## Your instructions
Could you retype every record below exactly as it appears?

Given information Block Start

//! Query session
//!
//! The one object that owns everything a question needs: the index, the
//! embedder, the generator and a status sink. Nothing lives in globals.
//!
//! ```text
//! question → Embedder → top_k_similar → build_prompt → Generator → Answer
//! ```

mod status;


pub use status::Status;

use instant::Instant;
use serde::Serialize;
use std::rc::Rc;
use tracing::{debug, info, warn};

use crate::config::RagConfig;
use crate::embeddings::{Embedder, OnnxModel};
use crate::error::{RagError, RetrievalError};
use crate::generation::{
    select_candidates, BusyGuard, ChatBackend, Gate, Generator, LoadProgress, ProgressFn,
};
use crate::index::DocumentIndex;
use crate::prompt::build_prompt;
use crate::retrieval::{clamp_top_k_within, top_k_similar, Citation};

/// Callback receiving every status change
pub type StatusSink = Rc<dyn Fn(&Status)>;

/// Per-phase wall-clock timings for one question
#[derive(Debug, Clone, Copy, Default, PartialEq, Serialize)]
#[serde(rename_all = "camelCase")]
pub struct AskTimings {
    pub embed_ms: f64,
    pub retrieve_ms: f64,
    pub generate_ms: f64,
}

impl AskTimings {
    pub fn total_ms(&self) -> f64 {
        self.embed_ms + self.retrieve_ms + self.generate_ms
    }
}

/// A grounded answer and the passages it was built from
#[derive(Debug, Clone, PartialEq, Serialize)]
#[serde(rename_all = "camelCase")]
pub struct Answer {
    pub question: String,
    pub text: String,
    pub model: String,
    pub passages: Vec<Citation>,
    pub timings: AskTimings,
}

/// Result of [`RagSession::ask`] that is not an error
#[derive(Debug, Clone, PartialEq)]
pub enum AskOutcome {
    Answered(Answer),
    /// Blank question; nothing happened
    Ignored,
    /// Engine not loaded yet
    NotReady,
    /// Another question is in flight; this one was dropped
    Busy,
}

pub struct RagSession<E: Embedder, B: ChatBackend> {
    config: RagConfig,
    index: DocumentIndex,
    embedder: E,
    generator: Generator<B>,
    status: StatusSink,
}

impl<E: Embedder, B: ChatBackend> RagSession<E, B> {
    /// Assemble a session around an already-loaded index.
    ///
    /// Fails when the embedder's declared dimension cannot match the index.
    pub fn new(
        config: RagConfig,
        index: DocumentIndex,
        embedder: E,
        backend: B,
        status: impl Fn(&Status) + 'static,
    ) -> Result<Self, RagError> {
        if let Some(dims) = embedder.dimensions() {
            if dims != index.dimensions() {
                return Err(RetrievalError::DimensionMismatch {
                    query: dims,
                    index: index.dimensions(),
                }
                .into());
            }
        }

        if let Some(built_with) = index.model() {
            if !same_embedding_model(built_with, &config.embedding_model) {
                warn!(
                    index_model = built_with,
                    query_model = %config.embedding_model,
                    "index was built with a different embedding model"
                );
            }
        }

        let generator = Generator::new(backend, config.sampling());

        Ok(Self {
            config,
            index,
            embedder,
            generator,
            status: Rc::new(status),
        })
    }

    /// [`new`](Self::new) then [`load_engine`](Self::load_engine).
    ///
    /// The session is only returned once a chat model is ready, so a caller
    /// that keeps it never holds one whose load failed.
    pub async fn start(
        config: RagConfig,
        index: DocumentIndex,
        embedder: E,
        backend: B,
        status: impl Fn(&Status) + 'static,
    ) -> Result<Self, RagError> {
        let session = Self::new(config, index, embedder, backend, status)?;
        session.load_engine().await?;
        Ok(session)
    }

    pub fn config(&self) -> &RagConfig {
        &self.config
    }

    pub fn index(&self) -> &DocumentIndex {
        &self.index
    }

    pub fn embedder(&self) -> &E {
        &self.embedder
    }

    pub fn generator(&self) -> &Generator<B> {
        &self.generator
    }

    pub fn is_ready(&self) -> bool {
        self.generator.is_ready()
    }

    pub fn is_busy(&self) -> bool {
        self.generator.is_busy()
    }

    pub fn model_id(&self) -> Option<String> {
        self.generator.model_id()
    }

    fn emit(&self, status: Status) {
        debug!(%status, "status");
        (self.status)(&status);
    }

    /// Pick candidates (config narrowed by the runtime catalog) and load one
    pub async fn load_engine(&self) -> Result<String, RagError> {
        let available = self.generator.backend().available_models().await;
        let candidates = select_candidates(&self.config.candidate_models, &available);
        debug!(?candidates, catalog = available.len(), "chat model candidates");

        let sink = self.status.clone();
        let progress: ProgressFn =
            Rc::new(move |p: LoadProgress| sink(&Status::LoadingModel(p)));

        match self.generator.load(&candidates, progress).await {
            Ok(model) => {
                self.emit(Status::Ready {
                    model: model.clone(),
                });
                Ok(model)
            }
            Err(e) => {
                self.emit(Status::Error(e.to_string()));
                Err(e.into())
            }
        }
    }

    /// Answer `question` from the top `k` passages.
    ///
    /// `k` is clamped to `1..=max_top_k` (and never above 10).
    ///
    /// Blank questions, a not-yet-loaded engine and a request already in
    /// flight are reported as outcomes, not errors.
    pub async fn ask(&self, question: &str, k: i64) -> Result<AskOutcome, RagError> {
        let question = question.trim();
        if question.is_empty() {
            return Ok(AskOutcome::Ignored);
        }

        let guard = match self.generator.begin() {
            Ok(guard) => guard,
            Err(Gate::NotReady) => return Ok(AskOutcome::NotReady),
            Err(Gate::Busy) => {
                self.emit(Status::StillAnswering);
                return Ok(AskOutcome::Busy);
            }
        };

        match self.answer(&guard, question, k).await {
            Ok(answer) => {
                info!(
                    passages = answer.passages.len(),
                    total_ms = answer.timings.total_ms(),
                    "question answered"
                );
                self.emit(Status::Answered {
                    passages: answer.passages.len(),
                    millis: answer.timings.total_ms(),
                });
                Ok(AskOutcome::Answered(answer))
            }
            Err(e) => {
                warn!(error = %e, "question failed");
                self.emit(Status::Error(e.to_string()));
                Err(e)
            }
        }
    }

    async fn answer(
        &self,
        guard: &BusyGuard<'_>,
        question: &str,
        k: i64,
    ) -> Result<Answer, RagError> {
        let mut timings = AskTimings::default();

        self.emit(Status::Embedding);
        let started = Instant::now();
        let query = self.embedder.embed(question).await?;
        timings.embed_ms = elapsed_ms(started);

        self.emit(Status::Searching);
        let started = Instant::now();
        let k = clamp_top_k_within(k, self.config.max_top_k);
        let passages = top_k_similar(&self.index, &query, k as i64)?;
        timings.retrieve_ms = elapsed_ms(started);

        let messages = build_prompt(question, &passages);
        let model = self.generator.model_id().unwrap_or_default();

        self.emit(Status::Generating {
            model: model.clone(),
        });
        let started = Instant::now();
        let text = self.generator.complete(guard, &messages).await?;
        timings.generate_ms = elapsed_ms(started);

        Ok(Answer {
            question: question.to_string(),
            text,
            // may have changed if the engine was rebuilt
            model: self.generator.model_id().unwrap_or(model),
            passages: passages.iter().map(Citation::from).collect(),
            timings,
        })
    }
}

fn elapsed_ms(started: Instant) -> f64 {
    started.elapsed().as_secs_f64() * 1000.0
}

/// Compare model ids loosely (`Xenova/all-MiniLM-L6-v2` == `sentence-transformers/all-MiniLM-L6-v2`)
fn same_embedding_model(a: &str, b: &str) -> bool {
    match (OnnxModel::from_id(a), OnnxModel::from_id(b)) {
        (Some(x), Some(y)) => x == y,
        _ => {
            let tail = |s: &str| s.rsplit('/').next().unwrap_or(s).to_ascii_lowercase();
            tail(a) == tail(b)
        }
    }
}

Given information Block End

## Problem solution
//! Query session
//!
//! The one object that owns everything a question needs: the index, the
//! embedder, the generator and a status sink. Nothing lives in globals.
//!
//! ```text
//! question → Embedder → top_k_similar → build_prompt → Generator → Answer
//! ```

mod status;


pub use status::Status;

use instant::Instant;
use serde::Serialize;
use std::rc::Rc;
use tracing::{debug, info, warn};

use crate::config::RagConfig;
use crate::embeddings::{Embedder, OnnxModel};
use crate::error::{RagError, RetrievalError};
use crate::generation::{
    select_candidates, BusyGuard, ChatBackend, Gate, Generator, LoadProgress, ProgressFn,
};
use crate::index::DocumentIndex;
use crate::prompt::build_prompt;
use crate::retrieval::{clamp_top_k_within, top_k_similar, Citation};

/// Callback receiving every status change
pub type StatusSink = Rc<dyn Fn(&Status)>;

/// Per-phase wall-clock timings for one question
#[derive(Debug, Clone, Copy, Default, PartialEq, Serialize)]
#[serde(rename_all = "camelCase")]
pub struct AskTimings {
    pub embed_ms: f64,
    pub retrieve_ms: f64,
    pub generate_ms: f64,
}

impl AskTimings {
    pub fn total_ms(&self) -> f64 {
        self.embed_ms + self.retrieve_ms + self.generate_ms
    }
}

/// A grounded answer and the passages it was built from
#[derive(Debug, Clone, PartialEq, Serialize)]
#[serde(rename_all = "camelCase")]
pub struct Answer {
    pub question: String,
    pub text: String,
    pub model: String,
    pub passages: Vec<Citation>,
    pub timings: AskTimings,
}

/// Result of [`RagSession::ask`] that is not an error
#[derive(Debug, Clone, PartialEq)]
pub enum AskOutcome {
    Answered(Answer),
    /// Blank question; nothing happened
    Ignored,
    /// Engine not loaded yet
    NotReady,
    /// Another question is in flight; this one was dropped
    Busy,
}

pub struct RagSession<E: Embedder, B: ChatBackend> {
    config: RagConfig,
    index: DocumentIndex,
    embedder: E,
    generator: Generator<B>,
    status: StatusSink,
}

impl<E: Embedder, B: ChatBackend> RagSession<E, B> {
    /// Assemble a session around an already-loaded index.
    ///
    /// Fails when the embedder's declared dimension cannot match the index.
    pub fn new(
        config: RagConfig,
        index: DocumentIndex,
        embedder: E,
        backend: B,
        status: impl Fn(&Status) + 'static,
    ) -> Result<Self, RagError> {
        if let Some(dims) = embedder.dimensions() {
            if dims != index.dimensions() {
                return Err(RetrievalError::DimensionMismatch {
                    query: dims,
                    index: index.dimensions(),
                }
                .into());
            }
        }

        if let Some(built_with) = index.model() {
            if !same_embedding_model(built_with, &config.embedding_model) {
                warn!(
                    index_model = built_with,
                    query_model = %config.embedding_model,
                    "index was built with a different embedding model"
                );
            }
        }

        let generator = Generator::new(backend, config.sampling());

        Ok(Self {
            config,
            index,
            embedder,
            generator,
            status: Rc::new(status),
        })
    }

    /// [`new`](Self::new) then [`load_engine`](Self::load_engine).
    ///
    /// The session is only returned once a chat model is ready, so a caller
    /// that keeps it never holds one whose load failed.
    pub async fn start(
        config: RagConfig,
        index: DocumentIndex,
        embedder: E,
        backend: B,
        status: impl Fn(&Status) + 'static,
    ) -> Result<Self, RagError> {
        let session = Self::new(config, index, embedder, backend, status)?;
        session.load_engine().await?;
        Ok(session)
    }

    pub fn config(&self) -> &RagConfig {
        &self.config
    }

    pub fn index(&self) -> &DocumentIndex {
        &self.index
    }

    pub fn embedder(&self) -> &E {
        &self.embedder
    }

    pub fn generator(&self) -> &Generator<B> {
        &self.generator
    }

    pub fn is_ready(&self) -> bool {
        self.generator.is_ready()
    }

    pub fn is_busy(&self) -> bool {
        self.generator.is_busy()
    }

    pub fn model_id(&self) -> Option<String> {
        self.generator.model_id()
    }

    fn emit(&self, status: Status) {
        debug!(%status, "status");
        (self.status)(&status);
    }

    /// Pick candidates (config narrowed by the runtime catalog) and load one
    pub async fn load_engine(&self) -> Result<String, RagError> {
        let available = self.generator.backend().available_models().await;
        let candidates = select_candidates(&self.config.candidate_models, &available);
        debug!(?candidates, catalog = available.len(), "chat model candidates");

        let sink = self.status.clone();
        let progress: ProgressFn =
            Rc::new(move |p: LoadProgress| sink(&Status::LoadingModel(p)));

        match self.generator.load(&candidates, progress).await {
            Ok(model) => {
                self.emit(Status::Ready {
                    model: model.clone(),
                });
                Ok(model)
            }
            Err(e) => {
                self.emit(Status::Error(e.to_string()));
                Err(e.into())
            }
        }
    }

    /// Answer `question` from the top `k` passages.
    ///
    /// `k` is clamped to `1..=max_top_k` (and never above 10).
    ///
    /// Blank questions, a not-yet-loaded engine and a request already in
    /// flight are reported as outcomes, not errors.
    pub async fn ask(&self, question: &str, k: i64) -> Result<AskOutcome, RagError> {
        let question = question.trim();
        if question.is_empty() {
            return Ok(AskOutcome::Ignored);
        }

        let guard = match self.generator.begin() {
            Ok(guard) => guard,
            Err(Gate::NotReady) => return Ok(AskOutcome::NotReady),
            Err(Gate::Busy) => {
                self.emit(Status::StillAnswering);
                return Ok(AskOutcome::Busy);
            }
        };

        match self.answer(&guard, question, k).await {
            Ok(answer) => {
                info!(
                    passages = answer.passages.len(),
                    total_ms = answer.timings.total_ms(),
                    "question answered"
                );
                self.emit(Status::Answered {
                    passages: answer.passages.len(),
                    millis: answer.timings.total_ms(),
                });
                Ok(AskOutcome::Answered(answer))
            }
            Err(e) => {
                warn!(error = %e, "question failed");
                self.emit(Status::Error(e.to_string()));
                Err(e)
            }
        }
    }

    async fn answer(
        &self,
        guard: &BusyGuard<'_>,
        question: &str,
        k: i64,
    ) -> Result<Answer, RagError> {
        let mut timings = AskTimings::default();

        self.emit(Status::Embedding);
        let started = Instant::now();
        let query = self.embedder.embed(question).await?;
        timings.embed_ms = elapsed_ms(started);

        self.emit(Status::Searching);
        let started = Instant::now();
        let k = clamp_top_k_within(k, self.config.max_top_k);
        let passages = top_k_similar(&self.index, &query, k as i64)?;
        timings.retrieve_ms = elapsed_ms(started);

        let messages = build_prompt(question, &passages);
        let model = self.generator.model_id().unwrap_or_default();

        self.emit(Status::Generating {
            model: model.clone(),
        });
        let started = Instant::now();
        let text = self.generator.complete(guard, &messages).await?;
        timings.generate_ms = elapsed_ms(started);

        Ok(Answer {
            question: question.to_string(),
            text,
            // may have changed if the engine was rebuilt
            model: self.generator.model_id().unwrap_or(model),
            passages: passages.iter().map(Citation::from).collect(),
            timings,
        })
    }
}

fn elapsed_ms(started: Instant) -> f64 {
    started.elapsed().as_secs_f64() * 1000.0
}

/// Compare model ids loosely (`Xenova/all-MiniLM-L6-v2` == `sentence-transformers/all-MiniLM-L6-v2`)
fn same_embedding_model(a: &str, b: &str) -> bool {
    match (OnnxModel::from_id(a), OnnxModel::from_id(b)) {
        (Some(x), Some(y)) => x == y,
        _ => {
            let tail = |s: &str| s.rsplit('/').next().unwrap_or(s).to_ascii_lowercase();
            tail(a) == tail(b)
        }
    }
}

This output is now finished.